Exercise requirements |
Starting with the first line and ending with the line that holds "printed, never fatal.", repeat the material exactly.

Records shown |
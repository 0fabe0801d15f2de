//! Interactive governance console.
//!
//! Each input line is one strictly ordered engine call. The console holds
//! no governance state of its own: it parses a command, invokes the engine,
//! and renders the result verbatim. Errors are printed, never fatal.

use super::config::{default_config_path, PhloemConfig};
use phloem::governance::{
    format_audit_log, AuditQuery, AuditTrail, FundEngine, Proposal, TracingSink,
};
use phloem::identity::MemberId;
use std::io::{self, BufRead, Write};
use std::path::PathBuf;

/// Console command types
#[derive(Debug, Clone, PartialEq)]
pub enum Command {
    /// Submit a spending proposal
    Propose {
        proposer: String,
        amount: String,
        title: String,
        description: String,
    },

    /// Cast a vote on a proposal
    Vote {
        voter: String,
        proposal_id: String,
        choice: String,
    },

    /// Show one proposal
    Show { proposal_id: String },

    /// List all proposals
    List,

    /// Check whether a member has voted on a proposal
    Voted { proposal_id: String, member: String },

    /// List registered members
    Members,

    /// Show the audit trail
    Audit { limit: Option<String> },

    /// Dump all proposals as JSON
    Export,

    /// Show help
    Help,

    /// Leave the console
    Quit,

    /// Unknown command
    Unknown(String),
}

/// Parse a command from an input line.
pub fn parse_command(text: &str) -> Command {
    let text = text.trim();

    if !text.starts_with('/') {
        return Command::Unknown(text.to_string());
    }

    let parts: Vec<&str> = text.split_whitespace().collect();
    if parts.is_empty() {
        return Command::Unknown(text.to_string());
    }

    match parts[0] {
        "/propose" => {
            if parts.len() < 4 {
                return Command::Unknown(text.to_string());
            }
            // Title runs to the "--" separator; description is the rest.
            let rest = &parts[3..];
            let (title, description) = match rest.iter().position(|p| *p == "--") {
                Some(split) => (rest[..split].join(" "), rest[split + 1..].join(" ")),
                None => (rest.join(" "), String::new()),
            };
            Command::Propose {
                proposer: parts[1].to_string(),
                amount: parts[2].to_string(),
                title,
                description,
            }
        }

        "/vote" => {
            if parts.len() != 4 {
                return Command::Unknown(text.to_string());
            }
            Command::Vote {
                voter: parts[1].to_string(),
                proposal_id: parts[2].to_string(),
                choice: parts[3].to_string(),
            }
        }

        "/show" => {
            if parts.len() != 2 {
                return Command::Unknown(text.to_string());
            }
            Command::Show {
                proposal_id: parts[1].to_string(),
            }
        }

        "/list" => Command::List,

        "/voted" => {
            if parts.len() != 3 {
                return Command::Unknown(text.to_string());
            }
            Command::Voted {
                proposal_id: parts[1].to_string(),
                member: parts[2].to_string(),
            }
        }

        "/members" => Command::Members,

        "/audit" => Command::Audit {
            limit: parts.get(1).map(|s| s.to_string()),
        },

        "/export" => Command::Export,

        "/help" => Command::Help,

        "/quit" | "/exit" => Command::Quit,

        _ => Command::Unknown(text.to_string()),
    }
}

Solution to this exercise |
repository 0fabe0801d15f2de
//! Interactive governance console.
//!
//! Each input line is one strictly ordered engine call. The console holds
//! no governance state of its own: it parses a command, invokes the engine,
//! and renders the result verbatim. Errors are printed, never fatal.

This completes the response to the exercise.